TASK BRIEF: Find the line containing "against the top-level" in the listing below. Repeat it exactly, along with each following line up to and including the one containing "for (data_type, old_timestamp)".
--- PROVIDED MATERIAL ---
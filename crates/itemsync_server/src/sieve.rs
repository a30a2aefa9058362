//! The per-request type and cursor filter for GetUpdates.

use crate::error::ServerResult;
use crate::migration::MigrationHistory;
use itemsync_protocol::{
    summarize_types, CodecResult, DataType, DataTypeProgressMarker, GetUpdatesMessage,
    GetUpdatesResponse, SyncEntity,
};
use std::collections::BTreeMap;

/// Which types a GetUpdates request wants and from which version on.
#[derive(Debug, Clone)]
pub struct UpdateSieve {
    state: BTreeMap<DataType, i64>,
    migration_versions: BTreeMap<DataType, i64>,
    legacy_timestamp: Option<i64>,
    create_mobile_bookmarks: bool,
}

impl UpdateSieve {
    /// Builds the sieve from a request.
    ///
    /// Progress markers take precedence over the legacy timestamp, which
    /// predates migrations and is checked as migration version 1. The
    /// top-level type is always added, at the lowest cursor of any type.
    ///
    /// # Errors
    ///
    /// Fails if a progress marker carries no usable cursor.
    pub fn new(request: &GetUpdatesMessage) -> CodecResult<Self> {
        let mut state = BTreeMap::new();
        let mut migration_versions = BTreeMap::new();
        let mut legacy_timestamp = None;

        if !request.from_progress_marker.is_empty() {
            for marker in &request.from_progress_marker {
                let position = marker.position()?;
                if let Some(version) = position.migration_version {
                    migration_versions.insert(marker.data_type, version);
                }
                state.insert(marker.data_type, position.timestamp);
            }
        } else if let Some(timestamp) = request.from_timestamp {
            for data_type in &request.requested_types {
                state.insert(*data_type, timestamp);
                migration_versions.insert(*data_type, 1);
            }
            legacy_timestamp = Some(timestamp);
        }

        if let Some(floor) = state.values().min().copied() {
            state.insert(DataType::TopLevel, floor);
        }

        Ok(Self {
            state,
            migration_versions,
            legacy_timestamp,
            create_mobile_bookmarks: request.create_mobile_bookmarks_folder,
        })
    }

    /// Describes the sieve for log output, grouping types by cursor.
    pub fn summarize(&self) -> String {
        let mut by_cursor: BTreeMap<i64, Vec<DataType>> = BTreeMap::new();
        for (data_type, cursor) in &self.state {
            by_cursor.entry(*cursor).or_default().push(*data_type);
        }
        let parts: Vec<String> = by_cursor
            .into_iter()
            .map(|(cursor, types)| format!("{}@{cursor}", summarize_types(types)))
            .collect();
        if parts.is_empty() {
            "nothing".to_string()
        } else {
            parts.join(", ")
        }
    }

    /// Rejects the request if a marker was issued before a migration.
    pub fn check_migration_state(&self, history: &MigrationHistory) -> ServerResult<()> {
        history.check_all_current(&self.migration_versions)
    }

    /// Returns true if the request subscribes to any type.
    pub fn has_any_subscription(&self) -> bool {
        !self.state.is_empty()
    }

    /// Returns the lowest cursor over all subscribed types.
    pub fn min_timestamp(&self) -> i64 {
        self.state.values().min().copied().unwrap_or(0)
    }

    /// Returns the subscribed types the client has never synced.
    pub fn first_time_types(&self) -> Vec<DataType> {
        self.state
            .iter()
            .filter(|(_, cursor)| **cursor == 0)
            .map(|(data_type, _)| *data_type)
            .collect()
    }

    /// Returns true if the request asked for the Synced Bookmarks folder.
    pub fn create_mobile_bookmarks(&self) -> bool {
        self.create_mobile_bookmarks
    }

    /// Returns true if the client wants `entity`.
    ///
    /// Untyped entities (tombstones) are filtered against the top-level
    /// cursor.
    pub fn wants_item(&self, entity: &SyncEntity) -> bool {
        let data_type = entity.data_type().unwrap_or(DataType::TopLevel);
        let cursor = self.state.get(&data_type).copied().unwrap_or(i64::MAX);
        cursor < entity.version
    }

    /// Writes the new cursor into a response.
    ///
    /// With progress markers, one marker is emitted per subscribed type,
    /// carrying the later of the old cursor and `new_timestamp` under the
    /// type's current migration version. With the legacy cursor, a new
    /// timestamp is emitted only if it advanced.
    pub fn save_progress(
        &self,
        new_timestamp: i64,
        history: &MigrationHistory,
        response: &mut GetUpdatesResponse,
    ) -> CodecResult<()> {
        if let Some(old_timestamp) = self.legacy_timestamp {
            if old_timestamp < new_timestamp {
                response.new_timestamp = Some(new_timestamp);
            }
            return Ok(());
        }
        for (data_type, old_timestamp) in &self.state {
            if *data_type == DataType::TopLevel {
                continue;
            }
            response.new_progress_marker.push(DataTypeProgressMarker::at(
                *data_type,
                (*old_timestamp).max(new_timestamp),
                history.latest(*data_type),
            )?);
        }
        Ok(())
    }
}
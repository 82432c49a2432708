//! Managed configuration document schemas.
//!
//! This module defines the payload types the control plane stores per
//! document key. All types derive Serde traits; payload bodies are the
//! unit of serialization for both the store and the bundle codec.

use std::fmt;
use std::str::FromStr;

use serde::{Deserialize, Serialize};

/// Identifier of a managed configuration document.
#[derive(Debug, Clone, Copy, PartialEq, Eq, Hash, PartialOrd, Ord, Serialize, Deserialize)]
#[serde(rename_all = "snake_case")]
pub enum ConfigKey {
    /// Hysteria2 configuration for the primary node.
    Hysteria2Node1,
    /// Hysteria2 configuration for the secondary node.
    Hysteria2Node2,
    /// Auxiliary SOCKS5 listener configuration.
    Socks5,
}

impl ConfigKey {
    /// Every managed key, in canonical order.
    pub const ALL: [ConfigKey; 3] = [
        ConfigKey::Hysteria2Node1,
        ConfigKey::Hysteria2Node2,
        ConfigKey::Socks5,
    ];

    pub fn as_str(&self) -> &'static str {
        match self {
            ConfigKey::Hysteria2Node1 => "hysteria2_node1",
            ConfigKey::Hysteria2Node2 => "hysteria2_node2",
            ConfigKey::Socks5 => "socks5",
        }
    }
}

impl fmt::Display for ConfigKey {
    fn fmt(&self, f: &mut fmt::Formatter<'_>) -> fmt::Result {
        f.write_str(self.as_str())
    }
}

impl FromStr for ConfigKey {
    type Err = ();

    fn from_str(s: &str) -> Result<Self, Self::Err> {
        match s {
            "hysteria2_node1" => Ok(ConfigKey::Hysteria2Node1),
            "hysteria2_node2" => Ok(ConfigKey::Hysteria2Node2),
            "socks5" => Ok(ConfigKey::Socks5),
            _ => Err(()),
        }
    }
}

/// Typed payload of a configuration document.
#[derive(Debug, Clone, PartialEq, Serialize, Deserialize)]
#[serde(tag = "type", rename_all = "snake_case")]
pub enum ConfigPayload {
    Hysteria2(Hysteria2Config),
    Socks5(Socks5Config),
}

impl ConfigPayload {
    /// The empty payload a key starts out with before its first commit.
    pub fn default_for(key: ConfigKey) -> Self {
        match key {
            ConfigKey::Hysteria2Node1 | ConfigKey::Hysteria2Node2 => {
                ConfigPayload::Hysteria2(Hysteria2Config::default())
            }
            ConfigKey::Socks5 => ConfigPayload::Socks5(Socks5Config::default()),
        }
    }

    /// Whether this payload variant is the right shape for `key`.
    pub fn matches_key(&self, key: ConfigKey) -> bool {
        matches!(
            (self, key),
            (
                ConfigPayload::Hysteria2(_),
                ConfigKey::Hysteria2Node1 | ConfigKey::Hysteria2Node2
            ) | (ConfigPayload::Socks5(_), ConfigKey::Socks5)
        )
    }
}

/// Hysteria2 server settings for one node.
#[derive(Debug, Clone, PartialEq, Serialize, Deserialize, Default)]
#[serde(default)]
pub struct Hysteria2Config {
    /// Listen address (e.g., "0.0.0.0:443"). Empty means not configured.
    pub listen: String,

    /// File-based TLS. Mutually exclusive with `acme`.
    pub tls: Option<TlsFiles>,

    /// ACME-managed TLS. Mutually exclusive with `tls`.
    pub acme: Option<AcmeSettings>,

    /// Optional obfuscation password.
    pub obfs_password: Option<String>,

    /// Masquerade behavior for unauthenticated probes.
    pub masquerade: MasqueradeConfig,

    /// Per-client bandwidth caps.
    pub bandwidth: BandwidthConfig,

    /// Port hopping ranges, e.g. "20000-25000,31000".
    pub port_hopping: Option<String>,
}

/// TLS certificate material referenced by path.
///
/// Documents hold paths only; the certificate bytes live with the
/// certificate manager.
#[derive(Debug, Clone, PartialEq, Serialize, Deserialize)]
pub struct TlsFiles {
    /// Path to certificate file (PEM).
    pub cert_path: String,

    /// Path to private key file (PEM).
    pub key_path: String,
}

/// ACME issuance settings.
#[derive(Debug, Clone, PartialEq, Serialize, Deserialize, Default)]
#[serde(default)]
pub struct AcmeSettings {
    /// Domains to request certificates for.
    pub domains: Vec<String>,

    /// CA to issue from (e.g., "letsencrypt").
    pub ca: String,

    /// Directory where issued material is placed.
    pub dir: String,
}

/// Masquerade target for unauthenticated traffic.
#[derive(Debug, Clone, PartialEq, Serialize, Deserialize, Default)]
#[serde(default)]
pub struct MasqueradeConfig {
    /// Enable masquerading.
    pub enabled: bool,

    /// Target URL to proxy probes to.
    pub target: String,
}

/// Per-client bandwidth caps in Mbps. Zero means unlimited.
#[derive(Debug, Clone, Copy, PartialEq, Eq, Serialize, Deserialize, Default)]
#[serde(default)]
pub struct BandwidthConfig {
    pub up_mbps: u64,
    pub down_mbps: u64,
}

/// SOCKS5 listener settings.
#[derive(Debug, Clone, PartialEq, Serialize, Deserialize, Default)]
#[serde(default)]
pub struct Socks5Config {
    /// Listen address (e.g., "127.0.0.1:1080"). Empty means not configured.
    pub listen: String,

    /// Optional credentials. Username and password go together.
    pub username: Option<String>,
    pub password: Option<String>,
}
---
ANSWER SPACE:
    /// Untyped entities (tombstones) are filtered against the top-level
    /// cursor.
    pub fn wants_item(&self, entity: &SyncEntity) -> bool {
        let data_type = entity.data_type().unwrap_or(DataType::TopLevel);
        let cursor = self.state.get(&data_type).copied().unwrap_or(i64::MAX);
        cursor < entity.version
    }

    /// Writes the new cursor into a response.
    ///
    /// With progress markers, one marker is emitted per subscribed type,
    /// carrying the later of the old cursor and `new_timestamp` under the
    /// type's current migration version. With the legacy cursor, a new
    /// timestamp is emitted only if it advanced.
    pub fn save_progress(
        &self,
        new_timestamp: i64,
        history: &MigrationHistory,
        response: &mut GetUpdatesResponse,
    ) -> CodecResult<()> {
        if let Some(old_timestamp) = self.legacy_timestamp {
            if old_timestamp < new_timestamp {
                response.new_timestamp = Some(new_timestamp);
            }
            return Ok(());
        }
        for (data_type, old_timestamp) in &self.state {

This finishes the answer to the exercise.